== WHAT TO PRODUCE ==
Filter this data down to the lines that hold "TimestampFilter", and copy them.

[Entries taken from a collection]
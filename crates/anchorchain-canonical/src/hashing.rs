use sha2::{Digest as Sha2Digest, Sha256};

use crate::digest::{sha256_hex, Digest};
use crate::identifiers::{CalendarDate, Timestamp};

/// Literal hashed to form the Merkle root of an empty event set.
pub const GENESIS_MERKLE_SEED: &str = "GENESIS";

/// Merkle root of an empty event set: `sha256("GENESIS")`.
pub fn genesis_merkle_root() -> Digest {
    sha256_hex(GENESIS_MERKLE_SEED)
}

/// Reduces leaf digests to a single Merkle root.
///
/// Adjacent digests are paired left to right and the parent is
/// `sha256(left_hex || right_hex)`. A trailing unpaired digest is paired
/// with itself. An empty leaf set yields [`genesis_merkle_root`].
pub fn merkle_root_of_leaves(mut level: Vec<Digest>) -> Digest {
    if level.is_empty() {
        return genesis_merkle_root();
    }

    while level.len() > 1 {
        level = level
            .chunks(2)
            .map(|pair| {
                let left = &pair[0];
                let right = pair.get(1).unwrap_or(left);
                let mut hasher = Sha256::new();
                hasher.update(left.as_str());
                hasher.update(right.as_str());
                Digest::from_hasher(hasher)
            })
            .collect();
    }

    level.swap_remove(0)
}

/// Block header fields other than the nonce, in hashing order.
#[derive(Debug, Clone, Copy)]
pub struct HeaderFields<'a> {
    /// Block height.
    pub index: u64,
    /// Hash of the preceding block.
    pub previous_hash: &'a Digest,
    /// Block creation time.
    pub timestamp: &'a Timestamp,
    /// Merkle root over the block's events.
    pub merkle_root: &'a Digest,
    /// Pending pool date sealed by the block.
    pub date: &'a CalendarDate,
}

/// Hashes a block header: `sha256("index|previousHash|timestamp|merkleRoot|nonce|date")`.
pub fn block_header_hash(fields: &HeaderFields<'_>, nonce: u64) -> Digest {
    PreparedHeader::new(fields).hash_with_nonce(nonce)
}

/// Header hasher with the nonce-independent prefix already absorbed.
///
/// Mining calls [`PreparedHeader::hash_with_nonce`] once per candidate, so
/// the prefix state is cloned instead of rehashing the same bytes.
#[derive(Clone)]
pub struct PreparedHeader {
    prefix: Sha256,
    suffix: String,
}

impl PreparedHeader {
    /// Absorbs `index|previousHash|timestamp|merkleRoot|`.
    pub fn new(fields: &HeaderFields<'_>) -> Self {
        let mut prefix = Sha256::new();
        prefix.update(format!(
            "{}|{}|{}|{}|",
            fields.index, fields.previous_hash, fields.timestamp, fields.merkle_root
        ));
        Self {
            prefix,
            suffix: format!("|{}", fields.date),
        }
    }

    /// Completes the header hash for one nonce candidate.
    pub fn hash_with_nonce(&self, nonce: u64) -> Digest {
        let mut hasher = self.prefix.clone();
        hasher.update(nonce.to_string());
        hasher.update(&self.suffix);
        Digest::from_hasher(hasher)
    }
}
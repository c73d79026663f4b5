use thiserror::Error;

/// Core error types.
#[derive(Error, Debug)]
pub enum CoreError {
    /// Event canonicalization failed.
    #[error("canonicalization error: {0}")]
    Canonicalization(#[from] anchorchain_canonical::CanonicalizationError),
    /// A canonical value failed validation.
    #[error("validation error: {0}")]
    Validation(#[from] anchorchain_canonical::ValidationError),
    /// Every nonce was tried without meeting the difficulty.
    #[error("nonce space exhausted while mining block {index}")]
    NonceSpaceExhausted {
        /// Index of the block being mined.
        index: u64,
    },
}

---

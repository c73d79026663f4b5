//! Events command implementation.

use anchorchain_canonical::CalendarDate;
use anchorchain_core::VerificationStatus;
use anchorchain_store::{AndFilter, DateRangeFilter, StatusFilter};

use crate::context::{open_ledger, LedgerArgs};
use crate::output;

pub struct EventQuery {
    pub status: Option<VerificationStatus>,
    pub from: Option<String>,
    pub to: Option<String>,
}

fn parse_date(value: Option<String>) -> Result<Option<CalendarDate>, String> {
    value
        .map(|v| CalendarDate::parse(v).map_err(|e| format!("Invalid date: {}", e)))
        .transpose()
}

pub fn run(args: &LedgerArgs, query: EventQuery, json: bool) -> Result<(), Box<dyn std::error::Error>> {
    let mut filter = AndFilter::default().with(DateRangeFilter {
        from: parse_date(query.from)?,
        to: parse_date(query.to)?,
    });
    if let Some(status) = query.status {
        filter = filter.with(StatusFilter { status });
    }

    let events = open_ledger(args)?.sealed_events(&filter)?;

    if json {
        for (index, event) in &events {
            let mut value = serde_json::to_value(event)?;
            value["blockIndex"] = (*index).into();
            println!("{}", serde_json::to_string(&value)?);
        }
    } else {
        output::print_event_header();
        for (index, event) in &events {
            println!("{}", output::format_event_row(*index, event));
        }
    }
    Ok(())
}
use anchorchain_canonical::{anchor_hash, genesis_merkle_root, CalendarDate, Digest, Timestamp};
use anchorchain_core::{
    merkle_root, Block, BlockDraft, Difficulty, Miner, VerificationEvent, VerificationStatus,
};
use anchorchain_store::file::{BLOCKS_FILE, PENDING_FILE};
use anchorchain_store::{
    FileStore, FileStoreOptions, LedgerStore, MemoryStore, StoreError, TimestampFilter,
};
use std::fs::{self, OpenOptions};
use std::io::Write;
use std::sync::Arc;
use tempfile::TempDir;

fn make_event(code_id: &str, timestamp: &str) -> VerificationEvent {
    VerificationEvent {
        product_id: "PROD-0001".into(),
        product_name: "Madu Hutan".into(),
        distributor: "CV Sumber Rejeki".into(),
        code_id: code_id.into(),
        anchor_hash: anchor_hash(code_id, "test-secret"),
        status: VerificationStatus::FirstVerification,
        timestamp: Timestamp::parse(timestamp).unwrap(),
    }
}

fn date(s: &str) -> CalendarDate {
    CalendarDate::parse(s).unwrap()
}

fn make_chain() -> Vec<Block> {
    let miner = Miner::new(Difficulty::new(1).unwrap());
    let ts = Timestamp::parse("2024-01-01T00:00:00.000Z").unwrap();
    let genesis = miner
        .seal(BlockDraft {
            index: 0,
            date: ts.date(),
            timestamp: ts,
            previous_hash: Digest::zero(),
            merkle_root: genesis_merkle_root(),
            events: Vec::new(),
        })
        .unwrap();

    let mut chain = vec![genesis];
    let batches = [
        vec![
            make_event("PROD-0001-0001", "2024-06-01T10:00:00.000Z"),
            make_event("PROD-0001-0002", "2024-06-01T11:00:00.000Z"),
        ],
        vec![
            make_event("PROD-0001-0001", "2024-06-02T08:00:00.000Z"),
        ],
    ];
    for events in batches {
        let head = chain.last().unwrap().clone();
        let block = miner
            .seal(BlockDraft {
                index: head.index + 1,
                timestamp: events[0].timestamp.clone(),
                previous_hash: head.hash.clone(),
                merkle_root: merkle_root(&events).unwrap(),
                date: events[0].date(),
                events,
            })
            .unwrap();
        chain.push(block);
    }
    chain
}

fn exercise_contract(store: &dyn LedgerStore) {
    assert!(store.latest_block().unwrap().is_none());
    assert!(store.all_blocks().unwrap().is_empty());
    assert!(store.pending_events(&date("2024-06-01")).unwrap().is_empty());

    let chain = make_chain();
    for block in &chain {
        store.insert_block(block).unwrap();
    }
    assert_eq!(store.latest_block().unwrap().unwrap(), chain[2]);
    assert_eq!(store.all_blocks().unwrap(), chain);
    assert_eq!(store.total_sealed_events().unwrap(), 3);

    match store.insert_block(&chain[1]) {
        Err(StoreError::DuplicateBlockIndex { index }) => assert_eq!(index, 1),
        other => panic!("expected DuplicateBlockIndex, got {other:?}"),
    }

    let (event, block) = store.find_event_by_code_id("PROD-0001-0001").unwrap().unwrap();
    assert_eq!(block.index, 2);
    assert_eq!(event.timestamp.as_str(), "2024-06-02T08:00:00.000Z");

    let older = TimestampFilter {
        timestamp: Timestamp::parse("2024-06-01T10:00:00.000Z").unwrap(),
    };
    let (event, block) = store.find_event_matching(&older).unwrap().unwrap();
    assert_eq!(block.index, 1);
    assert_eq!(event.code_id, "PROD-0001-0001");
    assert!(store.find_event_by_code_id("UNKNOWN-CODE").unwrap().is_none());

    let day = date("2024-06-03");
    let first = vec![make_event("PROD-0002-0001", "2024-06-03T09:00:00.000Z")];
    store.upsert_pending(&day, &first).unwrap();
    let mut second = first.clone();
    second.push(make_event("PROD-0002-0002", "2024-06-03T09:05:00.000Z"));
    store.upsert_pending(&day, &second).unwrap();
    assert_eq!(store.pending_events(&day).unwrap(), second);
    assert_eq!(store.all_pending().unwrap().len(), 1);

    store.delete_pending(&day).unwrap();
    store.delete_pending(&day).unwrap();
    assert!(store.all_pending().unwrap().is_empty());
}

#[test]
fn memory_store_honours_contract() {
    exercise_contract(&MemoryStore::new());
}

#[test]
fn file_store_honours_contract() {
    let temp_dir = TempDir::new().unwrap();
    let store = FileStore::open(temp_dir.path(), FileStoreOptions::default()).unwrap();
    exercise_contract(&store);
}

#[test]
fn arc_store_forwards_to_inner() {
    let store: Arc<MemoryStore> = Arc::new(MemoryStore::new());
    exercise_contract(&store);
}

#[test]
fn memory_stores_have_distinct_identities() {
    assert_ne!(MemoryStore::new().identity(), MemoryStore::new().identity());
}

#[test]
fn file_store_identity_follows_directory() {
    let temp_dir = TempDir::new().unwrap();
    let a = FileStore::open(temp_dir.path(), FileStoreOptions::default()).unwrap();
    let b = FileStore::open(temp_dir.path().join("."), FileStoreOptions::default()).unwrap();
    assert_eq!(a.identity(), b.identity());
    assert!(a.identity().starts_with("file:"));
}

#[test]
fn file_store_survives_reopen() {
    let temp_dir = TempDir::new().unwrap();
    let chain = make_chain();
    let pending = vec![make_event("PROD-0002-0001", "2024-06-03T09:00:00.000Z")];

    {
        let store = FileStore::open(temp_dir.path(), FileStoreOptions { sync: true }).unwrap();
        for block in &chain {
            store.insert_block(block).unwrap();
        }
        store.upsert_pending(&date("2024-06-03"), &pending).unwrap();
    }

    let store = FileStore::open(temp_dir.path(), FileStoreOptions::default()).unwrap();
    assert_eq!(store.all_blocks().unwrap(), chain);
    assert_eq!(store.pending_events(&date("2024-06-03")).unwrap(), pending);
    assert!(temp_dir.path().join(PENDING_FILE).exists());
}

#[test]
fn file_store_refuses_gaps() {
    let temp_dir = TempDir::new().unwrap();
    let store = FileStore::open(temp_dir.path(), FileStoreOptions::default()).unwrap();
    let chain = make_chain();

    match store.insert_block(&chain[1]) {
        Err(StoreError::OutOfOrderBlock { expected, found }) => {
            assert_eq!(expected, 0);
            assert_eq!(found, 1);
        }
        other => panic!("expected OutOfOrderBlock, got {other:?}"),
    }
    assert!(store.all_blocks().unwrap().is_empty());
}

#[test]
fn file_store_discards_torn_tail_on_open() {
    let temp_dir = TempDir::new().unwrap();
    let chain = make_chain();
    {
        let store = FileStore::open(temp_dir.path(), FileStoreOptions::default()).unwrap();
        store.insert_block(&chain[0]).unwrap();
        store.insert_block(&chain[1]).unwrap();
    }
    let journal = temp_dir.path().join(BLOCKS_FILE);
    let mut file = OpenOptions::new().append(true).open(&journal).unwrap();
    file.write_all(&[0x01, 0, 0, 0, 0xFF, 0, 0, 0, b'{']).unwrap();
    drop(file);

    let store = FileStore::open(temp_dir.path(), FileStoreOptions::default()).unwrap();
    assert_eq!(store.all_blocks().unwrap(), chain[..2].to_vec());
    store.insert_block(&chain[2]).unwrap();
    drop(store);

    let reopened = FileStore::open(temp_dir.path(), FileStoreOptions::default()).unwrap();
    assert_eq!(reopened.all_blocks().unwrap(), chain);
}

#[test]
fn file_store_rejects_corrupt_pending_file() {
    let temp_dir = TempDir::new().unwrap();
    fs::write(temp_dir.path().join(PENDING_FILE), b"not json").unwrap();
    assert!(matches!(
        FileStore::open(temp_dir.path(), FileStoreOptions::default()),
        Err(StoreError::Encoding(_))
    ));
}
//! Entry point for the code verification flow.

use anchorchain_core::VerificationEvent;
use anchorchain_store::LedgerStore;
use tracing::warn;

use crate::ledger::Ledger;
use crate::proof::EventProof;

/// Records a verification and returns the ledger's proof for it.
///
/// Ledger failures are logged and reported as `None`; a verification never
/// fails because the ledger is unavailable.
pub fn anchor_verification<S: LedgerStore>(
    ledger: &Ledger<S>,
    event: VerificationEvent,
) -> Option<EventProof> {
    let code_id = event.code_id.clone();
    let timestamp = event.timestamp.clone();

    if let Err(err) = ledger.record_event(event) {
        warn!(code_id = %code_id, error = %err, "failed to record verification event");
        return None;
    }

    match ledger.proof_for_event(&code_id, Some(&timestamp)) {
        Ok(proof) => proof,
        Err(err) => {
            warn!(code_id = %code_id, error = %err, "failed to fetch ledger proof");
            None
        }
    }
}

== ANSWER SPACE ==
    FileStore, FileStoreOptions, LedgerStore, MemoryStore, StoreError, TimestampFilter,
    let older = TimestampFilter {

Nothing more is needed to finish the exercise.